Knowing heritability and selection differential we can predict evolutionary response to selection (R).
Given by the simple formula: R=h 2 S
R is predicted response to selection, h 2 is heritability, S is selection differential.
Effect of difference in heritability (h 2 ) on a population’s response to selection (R) with same selection differential (S).
Alpine skypilots and bumble bees
Alpine skypilot perennial wildflower found in the
Rocky Mountains.
Populations at timberline and tundra differed in size. Tundra flowers about 12% larger in diameter.
Timberline flowers pollinated by many insects, but tundra only by bees. Bees known to be more attracted to larger flowers.
Alpine skypilots and bumble bees
Candace Galen (1996) wanted to know if selection by bumblebees was responsible for larger size flowers in tundra and, if so, how long it would take flowers to increase in size by 12%.
Alpine skypilots and bumble bees
First, Galen estimated heritability of flower size.
Measured plants flowers, planted their seeds and
(seven years later!) measured flowers of offspring.
Concluded 20-100% of variation in flower size was heritable (h 2 ).
Alpine skypilots and bumble bees
Next, she estimated strength of selection by bumblebees by allowing bumblebees to pollinate a caged population of plants, collected seeds and grew plants from seed.

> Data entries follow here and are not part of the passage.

use axum::{
    http::StatusCode,
    response::{IntoResponse, Response},
    Json,
};
use serde::{Deserialize, Serialize};

use crate::domain::conversion::ConversionError;
use crate::domain::synthesis::SynthesisError;

/// Main application error type
#[derive(Debug, thiserror::Error)]
pub enum AppError {
    #[error("Invalid input: {0}")]
    BadRequest(String),

    #[error("Unsupported file type: {0}")]
    UnsupportedMedia(String),

    #[error("{0}")]
    Unprocessable(String),

    #[error("Text too large: {0}")]
    PayloadTooLarge(String),

    #[error("External service error: {0}")]
    ExternalService(String),

    #[error("External service timed out: {0}")]
    GatewayTimeout(String),

    #[error("Internal server error: {0}")]
    Internal(String),
}

/// Error response structure - simplified to just message + status code
#[derive(Debug, Serialize, Deserialize)]
pub struct ErrorResponse {
    pub message: String,
}

impl AppError {
    /// Get the HTTP status code for this error
    pub fn status_code(&self) -> StatusCode {
        match self {
            Self::BadRequest(_) => StatusCode::BAD_REQUEST,
            Self::UnsupportedMedia(_) => StatusCode::UNSUPPORTED_MEDIA_TYPE,
            Self::Unprocessable(_) => StatusCode::UNPROCESSABLE_ENTITY,
            Self::PayloadTooLarge(_) => StatusCode::PAYLOAD_TOO_LARGE,
            Self::ExternalService(_) => StatusCode::BAD_GATEWAY,
            Self::GatewayTimeout(_) => StatusCode::GATEWAY_TIMEOUT,
            Self::Internal(_) => StatusCode::INTERNAL_SERVER_ERROR,
        }
    }

    /// Convert to simplified error response
    pub fn to_response(&self) -> ErrorResponse {
        ErrorResponse {
            message: self.to_string(),
        }
    }
}

/// Map each conversion outcome onto a distinct, category-labeled message so
/// "could not read your file", "no text in your file" and "could not
/// generate audio" stay distinguishable for the caller.
impl From<ConversionError> for AppError {
    fn from(err: ConversionError) -> Self {
        match err {
            ConversionError::UnsupportedFormat(content_type) => {
                AppError::UnsupportedMedia(content_type)
            }
            ConversionError::EmptyExtraction => {
                AppError::Unprocessable("Could not read any text from your file".to_string())
            }
            ConversionError::Extraction(e) => {
                AppError::Unprocessable(format!("Could not read your file: {}", e))
            }
            ConversionError::Resolution(e) => AppError::BadRequest(e.to_string()),
            ConversionError::Synthesis(SynthesisError::Timeout(msg)) => {
                AppError::GatewayTimeout(format!("Could not generate audio: {}", msg))
            }
            ConversionError::Synthesis(e) => {
                AppError::ExternalService(format!("Could not generate audio: {}", e))
            }
        }
    }
}

/// Implement IntoResponse for automatic conversion in handlers
impl IntoResponse for AppError {
    fn into_response(self) -> Response {
        // Log the error
        let status = self.status_code();
        tracing::error!(
            error = %self,
            status = %status.as_u16(),
            "Request failed"
        );

        // Create simplified error response
        let error_response = self.to_response();

        (status, Json(error_response)).into_response()
    }
}

/// Custom result type for the application
pub type AppResult<T> = Result<T, AppError>;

Correlated number of surviving young with flower size of parent. Estimated the selection differential
(S) to be 5% (successfully pollinated plants 5% larger than population average).
Alpine skypilots and bumble bees
Using her data Galen predicted response to selection
R.
R=h 2 S
R=0.2*0.05 = 0.01 (low end estimate)
R=1.0*0.05 = 0.05 (high end estimate)
Alpine skypilots and bumble bees
Thus, expect 1-5% increase in flower size per generation.
Difference between populations in flower size plausibly due to bumblebee selection pressure.